Data extracts.
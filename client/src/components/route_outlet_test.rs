use session::{MemoryStorage, SessionStore, User};

use super::*;

fn restored(storage: MemoryStorage) -> AuthState<MemoryStorage> {
    let mut auth = AuthState::unrestored(storage);
    auth.restore();
    auth
}

fn user(role_id: i64) -> User {
    serde_json::from_str(&format!(r#"{{"id":9,"role_id":{role_id}}}"#)).unwrap()
}

fn logged_in(role_id: i64) -> AuthState<MemoryStorage> {
    let storage = MemoryStorage::new();
    let mut store = SessionStore::new(storage.clone());
    let request = store.dispatch(Action::LoginRequest).started().unwrap();
    store.dispatch(Action::LoginSuccess { request, token: "t1".to_owned(), user: user(role_id) });
    restored(storage)
}

fn token_only() -> AuthState<MemoryStorage> {
    let storage = MemoryStorage::new();
    storage.set(session::storage::TOKEN_KEY, "t1").unwrap();
    restored(storage)
}

#[test]
fn full_path_joins_query() {
    assert_eq!(full_path("/hr/employees", ""), "/hr/employees");
    assert_eq!(full_path("/hr/employees", "?page=2"), "/hr/employees?page=2");
    assert_eq!(full_path("/hr/employees", "page=2"), "/hr/employees?page=2");
}

#[test]
fn unrestored_session_waits() {
    let auth = AuthState::unrestored(MemoryStorage::new());
    let outcome = outcome_for(&auth, "/profile", &GuardPaths::default());
    assert_eq!(outcome, Outcome { verdict: Verdict::Loading, page: None, hydrate: false });
}

#[test]
fn logged_out_visitor_is_sent_to_login() {
    let auth = restored(MemoryStorage::new());
    let outcome = outcome_for(&auth, "/profile", &GuardPaths::default());
    assert_eq!(outcome.verdict, Verdict::Redirect("/login?from=%2Fprofile".to_owned()));
    assert!(!outcome.hydrate);
}

#[test]
fn token_without_user_requests_hydration() {
    let auth = token_only();
    let outcome = outcome_for(&auth, "/profile", &GuardPaths::default());
    assert_eq!(outcome.verdict, Verdict::Loading);
    assert_eq!(outcome.page, Some(Page::Profile));
    assert!(outcome.hydrate);
}

#[test]
fn permitted_route_renders_its_page() {
    let auth = logged_in(2);
    let outcome = outcome_for(&auth, "/hr/reviews", &GuardPaths::default());
    assert_eq!(outcome.verdict, Verdict::Render);
    assert_eq!(outcome.page, Some(Page::Reviews));
}

#[test]
fn admin_is_denied_hr_only_page() {
    let auth = logged_in(1);
    let outcome = outcome_for(&auth, "/hr/career-events", &GuardPaths::default());
    assert_eq!(outcome.verdict, Verdict::Redirect("/no-authorized".to_owned()));
}

#[test]
fn unknown_path_is_not_found() {
    let auth = logged_in(1);
    let outcome = outcome_for(&auth, "/nope", &GuardPaths::default());
    assert_eq!(outcome.verdict, Verdict::NotFound);
    assert_eq!(outcome.page, None);
}

#[test]
fn transient_hydration_failure_names_the_error() {
    let message = stalled_message(&ApiError::from_status(503, None)).unwrap();
    assert_eq!(message, "Could not load your account: Server error (503). Please try again.");
    let message = stalled_message(&ApiError::Network("offline".to_owned())).unwrap();
    assert!(message.ends_with("network error: offline"), "{message}");
}

#[test]
fn rejected_credential_does_not_stall() {
    assert_eq!(stalled_message(&ApiError::from_status(401, None)), None);
}

#[test]
fn transient_failure_leaves_route_waiting_and_retry_is_accepted() {
    let mut auth = token_only();
    let request = auth.store.dispatch(Action::GetMeRequest).started().unwrap();
    auth.store.dispatch(Action::GetMeFailure { request, error: ApiError::from_status(503, None) });

    let outcome = outcome_for(&auth, "/profile", &GuardPaths::default());
    assert!(outcome.hydrate);
    assert_eq!(outcome.verdict, Verdict::Loading);
    assert!(auth.store.dispatch(Action::GetMeRequest).started().is_some());
}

Aim of the task. Identify the lines in the entries above that contain "employees", then copy them out.

Response box.
    assert_eq!(full_path("/hr/employees", ""), "/hr/employees");
    assert_eq!(full_path("/hr/employees", "?page=2"), "/hr/employees?page=2");
    assert_eq!(full_path("/hr/employees", "page=2"), "/hr/employees?page=2");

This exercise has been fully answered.